Recorded information
== Segment start ==

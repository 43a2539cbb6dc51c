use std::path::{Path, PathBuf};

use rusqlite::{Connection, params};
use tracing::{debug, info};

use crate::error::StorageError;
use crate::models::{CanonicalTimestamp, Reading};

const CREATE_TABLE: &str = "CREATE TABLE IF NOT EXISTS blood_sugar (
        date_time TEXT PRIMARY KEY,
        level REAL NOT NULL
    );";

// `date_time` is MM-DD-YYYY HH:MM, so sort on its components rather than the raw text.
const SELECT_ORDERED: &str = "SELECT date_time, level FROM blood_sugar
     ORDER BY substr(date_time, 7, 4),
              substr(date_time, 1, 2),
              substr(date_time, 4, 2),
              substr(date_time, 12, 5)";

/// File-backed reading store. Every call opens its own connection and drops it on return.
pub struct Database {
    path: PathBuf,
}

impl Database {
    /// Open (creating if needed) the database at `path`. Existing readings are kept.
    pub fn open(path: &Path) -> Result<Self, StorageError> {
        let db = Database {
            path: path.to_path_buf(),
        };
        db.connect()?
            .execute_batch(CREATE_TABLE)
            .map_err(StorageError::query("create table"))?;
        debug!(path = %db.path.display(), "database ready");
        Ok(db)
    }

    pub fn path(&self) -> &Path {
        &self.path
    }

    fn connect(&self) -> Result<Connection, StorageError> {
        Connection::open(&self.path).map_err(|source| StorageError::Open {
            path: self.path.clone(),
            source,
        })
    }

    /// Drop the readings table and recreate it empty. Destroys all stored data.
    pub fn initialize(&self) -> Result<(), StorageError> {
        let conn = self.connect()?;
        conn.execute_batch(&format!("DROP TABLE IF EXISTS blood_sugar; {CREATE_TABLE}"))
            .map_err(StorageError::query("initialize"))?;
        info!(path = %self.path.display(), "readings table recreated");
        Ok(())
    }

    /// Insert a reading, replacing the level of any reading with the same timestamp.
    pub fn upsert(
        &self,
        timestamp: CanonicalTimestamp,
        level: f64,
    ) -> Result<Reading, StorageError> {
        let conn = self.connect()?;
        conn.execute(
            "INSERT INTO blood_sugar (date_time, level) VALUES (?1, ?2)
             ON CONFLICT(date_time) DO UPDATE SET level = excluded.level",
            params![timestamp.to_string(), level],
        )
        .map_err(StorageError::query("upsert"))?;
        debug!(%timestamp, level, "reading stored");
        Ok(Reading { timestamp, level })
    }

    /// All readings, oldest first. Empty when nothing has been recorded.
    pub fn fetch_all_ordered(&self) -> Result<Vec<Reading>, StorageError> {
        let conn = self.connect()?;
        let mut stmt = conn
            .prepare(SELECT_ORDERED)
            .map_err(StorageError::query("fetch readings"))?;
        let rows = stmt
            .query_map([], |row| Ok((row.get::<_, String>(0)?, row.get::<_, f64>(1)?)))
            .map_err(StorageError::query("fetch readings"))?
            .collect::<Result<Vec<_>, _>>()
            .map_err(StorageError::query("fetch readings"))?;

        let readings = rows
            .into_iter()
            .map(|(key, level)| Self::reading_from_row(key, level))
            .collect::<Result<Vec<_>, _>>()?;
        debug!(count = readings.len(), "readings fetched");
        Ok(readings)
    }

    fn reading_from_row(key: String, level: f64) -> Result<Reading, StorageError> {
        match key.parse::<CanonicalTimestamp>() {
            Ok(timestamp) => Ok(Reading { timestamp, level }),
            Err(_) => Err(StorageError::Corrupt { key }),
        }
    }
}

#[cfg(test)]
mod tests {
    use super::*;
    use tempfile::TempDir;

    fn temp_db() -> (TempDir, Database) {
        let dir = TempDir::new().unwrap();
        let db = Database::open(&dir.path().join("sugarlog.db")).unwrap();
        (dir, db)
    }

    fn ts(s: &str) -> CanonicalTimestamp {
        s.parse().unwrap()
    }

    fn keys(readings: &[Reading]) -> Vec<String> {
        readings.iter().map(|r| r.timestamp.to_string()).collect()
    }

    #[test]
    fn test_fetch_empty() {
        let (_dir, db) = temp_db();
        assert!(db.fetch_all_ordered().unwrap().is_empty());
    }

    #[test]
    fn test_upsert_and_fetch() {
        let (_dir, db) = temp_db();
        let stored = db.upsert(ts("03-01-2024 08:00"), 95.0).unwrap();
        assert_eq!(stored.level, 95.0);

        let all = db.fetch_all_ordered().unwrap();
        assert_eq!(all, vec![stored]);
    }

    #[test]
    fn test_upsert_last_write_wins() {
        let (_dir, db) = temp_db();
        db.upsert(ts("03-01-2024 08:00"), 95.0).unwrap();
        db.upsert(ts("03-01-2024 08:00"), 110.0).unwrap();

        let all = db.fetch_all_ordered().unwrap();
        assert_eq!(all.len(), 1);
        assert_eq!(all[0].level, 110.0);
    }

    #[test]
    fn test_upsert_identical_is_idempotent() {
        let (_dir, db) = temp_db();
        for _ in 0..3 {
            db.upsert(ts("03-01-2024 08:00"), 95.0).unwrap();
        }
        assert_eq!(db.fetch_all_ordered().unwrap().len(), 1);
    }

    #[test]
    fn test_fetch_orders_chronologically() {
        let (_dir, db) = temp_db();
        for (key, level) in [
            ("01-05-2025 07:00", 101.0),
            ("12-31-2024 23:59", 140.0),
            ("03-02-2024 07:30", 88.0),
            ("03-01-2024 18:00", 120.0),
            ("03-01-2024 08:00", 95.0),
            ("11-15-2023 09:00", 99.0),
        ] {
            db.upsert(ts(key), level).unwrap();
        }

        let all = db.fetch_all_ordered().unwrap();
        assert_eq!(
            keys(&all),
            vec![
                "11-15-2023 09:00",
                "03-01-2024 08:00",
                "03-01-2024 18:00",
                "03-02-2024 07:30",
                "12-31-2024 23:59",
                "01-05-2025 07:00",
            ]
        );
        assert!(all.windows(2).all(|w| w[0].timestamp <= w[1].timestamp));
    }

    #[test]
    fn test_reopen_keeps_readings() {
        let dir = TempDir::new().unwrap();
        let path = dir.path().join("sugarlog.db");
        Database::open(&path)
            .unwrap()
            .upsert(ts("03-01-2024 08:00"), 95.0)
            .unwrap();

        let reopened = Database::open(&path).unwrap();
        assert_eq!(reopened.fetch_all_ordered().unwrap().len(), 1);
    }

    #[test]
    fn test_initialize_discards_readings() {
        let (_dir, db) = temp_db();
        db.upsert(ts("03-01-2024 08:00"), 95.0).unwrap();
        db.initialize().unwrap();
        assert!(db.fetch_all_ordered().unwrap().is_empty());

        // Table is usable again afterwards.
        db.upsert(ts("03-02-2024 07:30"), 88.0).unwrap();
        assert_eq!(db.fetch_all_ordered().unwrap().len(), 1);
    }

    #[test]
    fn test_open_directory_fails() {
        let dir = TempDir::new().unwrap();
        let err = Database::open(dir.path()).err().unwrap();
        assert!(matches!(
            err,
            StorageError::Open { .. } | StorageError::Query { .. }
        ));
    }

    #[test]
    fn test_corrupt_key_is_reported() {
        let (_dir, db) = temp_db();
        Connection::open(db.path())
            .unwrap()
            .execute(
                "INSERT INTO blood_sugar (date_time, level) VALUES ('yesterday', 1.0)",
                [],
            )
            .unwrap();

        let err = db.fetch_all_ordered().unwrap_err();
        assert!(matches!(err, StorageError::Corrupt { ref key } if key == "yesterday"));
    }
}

== Segment end ==

Exercise goal
Write out exactly, please, the lines beginning at the start of the material and ending with the line that holds "fn connect(&self) ->", both included.

Solution for this problem
repository 43a2539cbb6dc51c
use std::path::{Path, PathBuf};

use rusqlite::{Connection, params};
use tracing::{debug, info};

use crate::error::StorageError;
use crate::models::{CanonicalTimestamp, Reading};

const CREATE_TABLE: &str = "CREATE TABLE IF NOT EXISTS blood_sugar (
        date_time TEXT PRIMARY KEY,
        level REAL NOT NULL
    );";

// `date_time` is MM-DD-YYYY HH:MM, so sort on its components rather than the raw text.
const SELECT_ORDERED: &str = "SELECT date_time, level FROM blood_sugar
     ORDER BY substr(date_time, 7, 4),
              substr(date_time, 1, 2),
              substr(date_time, 4, 2),
              substr(date_time, 12, 5)";

/// File-backed reading store. Every call opens its own connection and drops it on return.
pub struct Database {
    path: PathBuf,
}

impl Database {
    /// Open (creating if needed) the database at `path`. Existing readings are kept.
    pub fn open(path: &Path) -> Result<Self, StorageError> {
        let db = Database {
            path: path.to_path_buf(),
        };
        db.connect()?
            .execute_batch(CREATE_TABLE)
            .map_err(StorageError::query("create table"))?;
        debug!(path = %db.path.display(), "database ready");
        Ok(db)
    }

    pub fn path(&self) -> &Path {
        &self.path
    }

    fn connect(&self) -> Result<Connection, StorageError> {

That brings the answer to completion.